## INFORMATION SHOWN
------------------------------------------------------------------------

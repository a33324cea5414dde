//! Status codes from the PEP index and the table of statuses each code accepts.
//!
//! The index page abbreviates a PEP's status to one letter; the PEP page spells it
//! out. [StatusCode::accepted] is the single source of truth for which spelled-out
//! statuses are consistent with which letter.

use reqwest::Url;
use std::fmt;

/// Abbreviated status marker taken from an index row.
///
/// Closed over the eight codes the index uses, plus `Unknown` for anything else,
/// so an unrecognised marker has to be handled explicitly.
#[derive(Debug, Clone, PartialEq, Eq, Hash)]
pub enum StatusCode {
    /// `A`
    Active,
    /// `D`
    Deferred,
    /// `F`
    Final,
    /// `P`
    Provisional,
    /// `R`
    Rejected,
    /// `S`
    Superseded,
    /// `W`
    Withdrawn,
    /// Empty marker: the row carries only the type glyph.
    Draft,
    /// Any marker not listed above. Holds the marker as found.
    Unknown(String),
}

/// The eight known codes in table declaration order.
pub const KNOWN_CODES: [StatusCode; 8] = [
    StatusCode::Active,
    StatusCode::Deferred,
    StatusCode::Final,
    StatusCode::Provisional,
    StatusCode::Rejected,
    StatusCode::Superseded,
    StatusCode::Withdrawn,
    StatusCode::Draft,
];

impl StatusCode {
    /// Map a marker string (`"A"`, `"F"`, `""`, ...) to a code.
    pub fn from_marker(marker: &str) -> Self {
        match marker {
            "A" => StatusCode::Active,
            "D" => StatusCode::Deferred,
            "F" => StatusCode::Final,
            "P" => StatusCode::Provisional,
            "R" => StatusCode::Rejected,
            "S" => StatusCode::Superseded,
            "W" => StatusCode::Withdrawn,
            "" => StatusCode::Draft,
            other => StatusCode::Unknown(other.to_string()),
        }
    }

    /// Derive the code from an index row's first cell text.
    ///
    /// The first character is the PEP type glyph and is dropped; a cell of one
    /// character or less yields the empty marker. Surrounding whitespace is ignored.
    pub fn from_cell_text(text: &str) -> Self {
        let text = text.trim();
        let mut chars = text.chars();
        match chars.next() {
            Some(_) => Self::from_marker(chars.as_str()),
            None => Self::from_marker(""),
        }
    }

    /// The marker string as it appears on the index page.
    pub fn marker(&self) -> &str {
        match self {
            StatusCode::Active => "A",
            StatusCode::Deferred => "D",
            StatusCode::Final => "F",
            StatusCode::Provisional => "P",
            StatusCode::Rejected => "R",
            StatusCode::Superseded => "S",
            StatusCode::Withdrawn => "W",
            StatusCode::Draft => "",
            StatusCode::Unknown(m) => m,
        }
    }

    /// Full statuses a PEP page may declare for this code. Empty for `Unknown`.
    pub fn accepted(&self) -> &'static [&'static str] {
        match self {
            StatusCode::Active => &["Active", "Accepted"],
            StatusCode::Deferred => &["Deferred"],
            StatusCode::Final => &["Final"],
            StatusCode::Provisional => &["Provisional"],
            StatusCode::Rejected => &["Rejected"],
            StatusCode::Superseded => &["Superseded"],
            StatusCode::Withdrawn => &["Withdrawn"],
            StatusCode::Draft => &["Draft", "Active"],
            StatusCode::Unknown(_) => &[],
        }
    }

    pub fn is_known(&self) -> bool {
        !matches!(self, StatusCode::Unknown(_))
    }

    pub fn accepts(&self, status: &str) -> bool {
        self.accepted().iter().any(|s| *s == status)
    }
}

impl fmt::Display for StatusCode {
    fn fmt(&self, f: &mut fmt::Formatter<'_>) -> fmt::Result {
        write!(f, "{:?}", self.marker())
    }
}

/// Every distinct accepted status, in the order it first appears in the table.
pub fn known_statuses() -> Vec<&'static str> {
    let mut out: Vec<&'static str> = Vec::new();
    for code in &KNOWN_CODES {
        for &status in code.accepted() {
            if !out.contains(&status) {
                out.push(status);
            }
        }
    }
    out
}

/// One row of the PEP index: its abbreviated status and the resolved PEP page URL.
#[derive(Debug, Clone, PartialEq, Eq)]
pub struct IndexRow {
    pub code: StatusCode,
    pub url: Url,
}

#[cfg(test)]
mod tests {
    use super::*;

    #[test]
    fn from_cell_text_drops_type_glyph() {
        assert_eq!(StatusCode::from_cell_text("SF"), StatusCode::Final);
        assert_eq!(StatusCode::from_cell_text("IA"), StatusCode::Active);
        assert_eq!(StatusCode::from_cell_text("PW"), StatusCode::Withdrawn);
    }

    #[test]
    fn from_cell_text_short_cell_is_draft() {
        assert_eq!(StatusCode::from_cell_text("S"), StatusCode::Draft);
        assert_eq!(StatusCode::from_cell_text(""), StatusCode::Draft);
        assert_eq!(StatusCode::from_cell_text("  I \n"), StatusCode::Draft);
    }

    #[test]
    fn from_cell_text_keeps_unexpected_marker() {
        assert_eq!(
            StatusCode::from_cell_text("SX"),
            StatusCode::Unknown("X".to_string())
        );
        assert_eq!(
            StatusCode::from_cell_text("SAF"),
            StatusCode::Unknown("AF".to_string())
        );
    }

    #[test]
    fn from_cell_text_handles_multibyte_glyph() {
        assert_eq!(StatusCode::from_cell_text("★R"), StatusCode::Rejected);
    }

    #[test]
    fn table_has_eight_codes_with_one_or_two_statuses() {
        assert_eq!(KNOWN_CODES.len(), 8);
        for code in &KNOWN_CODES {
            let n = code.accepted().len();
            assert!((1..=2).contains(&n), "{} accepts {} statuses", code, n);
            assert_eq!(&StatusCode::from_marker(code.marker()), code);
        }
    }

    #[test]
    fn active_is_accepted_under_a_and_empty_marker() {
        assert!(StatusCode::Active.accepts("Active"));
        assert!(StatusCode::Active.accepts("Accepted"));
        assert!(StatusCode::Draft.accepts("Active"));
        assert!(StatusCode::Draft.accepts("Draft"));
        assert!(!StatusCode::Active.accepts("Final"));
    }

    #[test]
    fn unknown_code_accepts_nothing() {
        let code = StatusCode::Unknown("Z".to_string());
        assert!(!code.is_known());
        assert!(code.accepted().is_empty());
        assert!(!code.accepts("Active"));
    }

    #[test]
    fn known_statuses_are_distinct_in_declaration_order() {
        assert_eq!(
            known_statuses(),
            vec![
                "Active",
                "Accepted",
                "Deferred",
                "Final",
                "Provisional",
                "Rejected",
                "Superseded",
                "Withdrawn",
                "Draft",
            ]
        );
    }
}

------------------------------------------------------------------------

## ACTIVITY
Line by line, transcribe the material above exactly.

## OUTPUT BELOW
repository a33324cea5414dde
//! Status codes from the PEP index and the table of statuses each code accepts.
//!
//! The index page abbreviates a PEP's status to one letter; the PEP page spells it
//! out. [StatusCode::accepted] is the single source of truth for which spelled-out
//! statuses are consistent with which letter.

use reqwest::Url;
use std::fmt;

/// Abbreviated status marker taken from an index row.
///
/// Closed over the eight codes the index uses, plus `Unknown` for anything else,
/// so an unrecognised marker has to be handled explicitly.
#[derive(Debug, Clone, PartialEq, Eq, Hash)]
pub enum StatusCode {
    /// `A`
    Active,
    /// `D`
    Deferred,
    /// `F`
    Final,
    /// `P`
    Provisional,
    /// `R`
    Rejected,
    /// `S`
    Superseded,
    /// `W`
    Withdrawn,
    /// Empty marker: the row carries only the type glyph.
    Draft,
    /// Any marker not listed above. Holds the marker as found.
    Unknown(String),
}

/// The eight known codes in table declaration order.
pub const KNOWN_CODES: [StatusCode; 8] = [
    StatusCode::Active,
    StatusCode::Deferred,
    StatusCode::Final,
    StatusCode::Provisional,
    StatusCode::Rejected,
    StatusCode::Superseded,
    StatusCode::Withdrawn,
    StatusCode::Draft,
];

impl StatusCode {
    /// Map a marker string (`"A"`, `"F"`, `""`, ...) to a code.
    pub fn from_marker(marker: &str) -> Self {
        match marker {
            "A" => StatusCode::Active,
            "D" => StatusCode::Deferred,
            "F" => StatusCode::Final,
            "P" => StatusCode::Provisional,
            "R" => StatusCode::Rejected,
            "S" => StatusCode::Superseded,
            "W" => StatusCode::Withdrawn,
            "" => StatusCode::Draft,
            other => StatusCode::Unknown(other.to_string()),
        }
    }

    /// Derive the code from an index row's first cell text.
    ///
    /// The first character is the PEP type glyph and is dropped; a cell of one
    /// character or less yields the empty marker. Surrounding whitespace is ignored.
    pub fn from_cell_text(text: &str) -> Self {
        let text = text.trim();
        let mut chars = text.chars();
        match chars.next() {
            Some(_) => Self::from_marker(chars.as_str()),
            None => Self::from_marker(""),
        }
    }

    /// The marker string as it appears on the index page.
    pub fn marker(&self) -> &str {
        match self {
            StatusCode::Active => "A",
            StatusCode::Deferred => "D",
            StatusCode::Final => "F",
            StatusCode::Provisional => "P",
            StatusCode::Rejected => "R",
            StatusCode::Superseded => "S",
            StatusCode::Withdrawn => "W",
            StatusCode::Draft => "",
            StatusCode::Unknown(m) => m,
        }
    }

    /// Full statuses a PEP page may declare for this code. Empty for `Unknown`.
    pub fn accepted(&self) -> &'static [&'static str] {
        match self {
            StatusCode::Active => &["Active", "Accepted"],
            StatusCode::Deferred => &["Deferred"],
            StatusCode::Final => &["Final"],
            StatusCode::Provisional => &["Provisional"],
            StatusCode::Rejected => &["Rejected"],
            StatusCode::Superseded => &["Superseded"],
            StatusCode::Withdrawn => &["Withdrawn"],
            StatusCode::Draft => &["Draft", "Active"],
            StatusCode::Unknown(_) => &[],
        }
    }

    pub fn is_known(&self) -> bool {
        !matches!(self, StatusCode::Unknown(_))
    }

    pub fn accepts(&self, status: &str) -> bool {
        self.accepted().iter().any(|s| *s == status)
    }
}

impl fmt::Display for StatusCode {
    fn fmt(&self, f: &mut fmt::Formatter<'_>) -> fmt::Result {
        write!(f, "{:?}", self.marker())
    }
}

/// Every distinct accepted status, in the order it first appears in the table.
pub fn known_statuses() -> Vec<&'static str> {
    let mut out: Vec<&'static str> = Vec::new();
    for code in &KNOWN_CODES {
        for &status in code.accepted() {
            if !out.contains(&status) {
                out.push(status);
            }
        }
    }
    out
}

/// One row of the PEP index: its abbreviated status and the resolved PEP page URL.
#[derive(Debug, Clone, PartialEq, Eq)]
pub struct IndexRow {
    pub code: StatusCode,
    pub url: Url,
}

#[cfg(test)]
mod tests {
    use super::*;

    #[test]
    fn from_cell_text_drops_type_glyph() {
        assert_eq!(StatusCode::from_cell_text("SF"), StatusCode::Final);
        assert_eq!(StatusCode::from_cell_text("IA"), StatusCode::Active);
        assert_eq!(StatusCode::from_cell_text("PW"), StatusCode::Withdrawn);
    }

    #[test]
    fn from_cell_text_short_cell_is_draft() {
        assert_eq!(StatusCode::from_cell_text("S"), StatusCode::Draft);
        assert_eq!(StatusCode::from_cell_text(""), StatusCode::Draft);
        assert_eq!(StatusCode::from_cell_text("  I \n"), StatusCode::Draft);
    }

    #[test]
    fn from_cell_text_keeps_unexpected_marker() {
        assert_eq!(
            StatusCode::from_cell_text("SX"),
            StatusCode::Unknown("X".to_string())
        );
        assert_eq!(
            StatusCode::from_cell_text("SAF"),
            StatusCode::Unknown("AF".to_string())
        );
    }

    #[test]
    fn from_cell_text_handles_multibyte_glyph() {
        assert_eq!(StatusCode::from_cell_text("★R"), StatusCode::Rejected);
    }

    #[test]
    fn table_has_eight_codes_with_one_or_two_statuses() {
        assert_eq!(KNOWN_CODES.len(), 8);
        for code in &KNOWN_CODES {
            let n = code.accepted().len();
            assert!((1..=2).contains(&n), "{} accepts {} statuses", code, n);
            assert_eq!(&StatusCode::from_marker(code.marker()), code);
        }
    }

    #[test]
    fn active_is_accepted_under_a_and_empty_marker() {
        assert!(StatusCode::Active.accepts("Active"));
        assert!(StatusCode::Active.accepts("Accepted"));
        assert!(StatusCode::Draft.accepts("Active"));
        assert!(StatusCode::Draft.accepts("Draft"));
        assert!(!StatusCode::Active.accepts("Final"));
    }

    #[test]
    fn unknown_code_accepts_nothing() {
        let code = StatusCode::Unknown("Z".to_string());
        assert!(!code.is_known());
        assert!(code.accepted().is_empty());
        assert!(!code.accepts("Active"));
    }

    #[test]
    fn known_statuses_are_distinct_in_declaration_order() {
        assert_eq!(
            known_statuses(),
            vec![
                "Active",
                "Accepted",
                "Deferred",
                "Final",
                "Provisional",
                "Rejected",
                "Superseded",
                "Withdrawn",
                "Draft",
            ]
        );
    }
}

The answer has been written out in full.